▸ Directions:
Please copy out the records that follow, word for word.

▸ Provided information:
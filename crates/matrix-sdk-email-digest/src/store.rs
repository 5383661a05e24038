// Copyright 2025 The Matrix.org Foundation C.I.C.
//
// Licensed under the Apache License, Version 2.0 (the "License");
// you may not use this file except in compliance with the License.
// You may obtain a copy of the License at
//
//     http://www.apache.org/licenses/LICENSE-2.0
//
// Unless required by applicable law or agreed to in writing, software
// distributed under the License is distributed on an "AS IS" BASIS,
// WITHOUT WARRANTIES OR CONDITIONS OF ANY KIND, either express or implied.
// See the License for the specific language governing permissions and
// limitations under the License.

use std::{collections::BTreeMap, fmt};

use async_trait::async_trait;
use ruma::{EventId, OwnedEventId, events::AnyTimelineEvent, serde::Raw};
use thiserror::Error;

/// Access to the events of the homeserver.
#[async_trait]
pub trait EventStore: fmt::Debug + Send + Sync {
    /// The error type used by this event store.
    type Error: std::error::Error + Send + Sync + 'static;

    /// Get an event by its id.
    ///
    /// # Arguments
    ///
    /// * `event_id` - The id of the event to fetch.
    async fn get_event(&self, event_id: &EventId) -> Result<Raw<AnyTimelineEvent>, Self::Error>;
}

/// Error of the [`MemoryEventStore`].
#[derive(Debug, Error)]
pub enum MemoryEventStoreError {
    /// No event with this id was added to the store.
    #[error("event `{0}` not found")]
    EventNotFound(OwnedEventId),
}

/// In-memory, non-persistent implementation of the [`EventStore`].
#[derive(Clone, Debug, Default)]
pub struct MemoryEventStore {
    events: BTreeMap<OwnedEventId, Raw<AnyTimelineEvent>>,
}

impl MemoryEventStore {
    /// Create an empty store.
    pub fn new() -> Self {
        Self::default()
    }

    /// Add an event to the store, replacing any event with the same id.
    pub fn add_event(&mut self, event_id: OwnedEventId, event: Raw<AnyTimelineEvent>) {
        self.events.insert(event_id, event);
    }
}

#[async_trait]
impl EventStore for MemoryEventStore {
    type Error = MemoryEventStoreError;

    async fn get_event(&self, event_id: &EventId) -> Result<Raw<AnyTimelineEvent>, Self::Error> {
        self.events
            .get(event_id)
            .cloned()
            .ok_or_else(|| MemoryEventStoreError::EventNotFound(event_id.to_owned()))
    }
}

▸ Task solution:
filename crates/matrix-sdk-email-digest/src/store.rs
repository 5383661a05e24038
// Copyright 2025 The Matrix.org Foundation C.I.C.
//
// Licensed under the Apache License, Version 2.0 (the "License");
// you may not use this file except in compliance with the License.
// You may obtain a copy of the License at
//
//     http://www.apache.org/licenses/LICENSE-2.0
//
// Unless required by applicable law or agreed to in writing, software
// distributed under the License is distributed on an "AS IS" BASIS,
// WITHOUT WARRANTIES OR CONDITIONS OF ANY KIND, either express or implied.
// See the License for the specific language governing permissions and
// limitations under the License.

use std::{collections::BTreeMap, fmt};

use async_trait::async_trait;
use ruma::{EventId, OwnedEventId, events::AnyTimelineEvent, serde::Raw};
use thiserror::Error;

/// Access to the events of the homeserver.
#[async_trait]
pub trait EventStore: fmt::Debug + Send + Sync {
    /// The error type used by this event store.
    type Error: std::error::Error + Send + Sync + 'static;

    /// Get an event by its id.
    ///
    /// # Arguments
    ///
    /// * `event_id` - The id of the event to fetch.
    async fn get_event(&self, event_id: &EventId) -> Result<Raw<AnyTimelineEvent>, Self::Error>;
}

/// Error of the [`MemoryEventStore`].
#[derive(Debug, Error)]
pub enum MemoryEventStoreError {
    /// No event with this id was added to the store.
    #[error("event `{0}` not found")]
    EventNotFound(OwnedEventId),
}

/// In-memory, non-persistent implementation of the [`EventStore`].
#[derive(Clone, Debug, Default)]
pub struct MemoryEventStore {
    events: BTreeMap<OwnedEventId, Raw<AnyTimelineEvent>>,
}

impl MemoryEventStore {
    /// Create an empty store.
    pub fn new() -> Self {
        Self::default()
    }

    /// Add an event to the store, replacing any event with the same id.
    pub fn add_event(&mut self, event_id: OwnedEventId, event: Raw<AnyTimelineEvent>) {
        self.events.insert(event_id, event);
    }
}

#[async_trait]
impl EventStore for MemoryEventStore {
    type Error = MemoryEventStoreError;

    async fn get_event(&self, event_id: &EventId) -> Result<Raw<AnyTimelineEvent>, Self::Error> {
        self.events
            .get(event_id)
            .cloned()
            .ok_or_else(|| MemoryEventStoreError::EventNotFound(event_id.to_owned()))
    }
}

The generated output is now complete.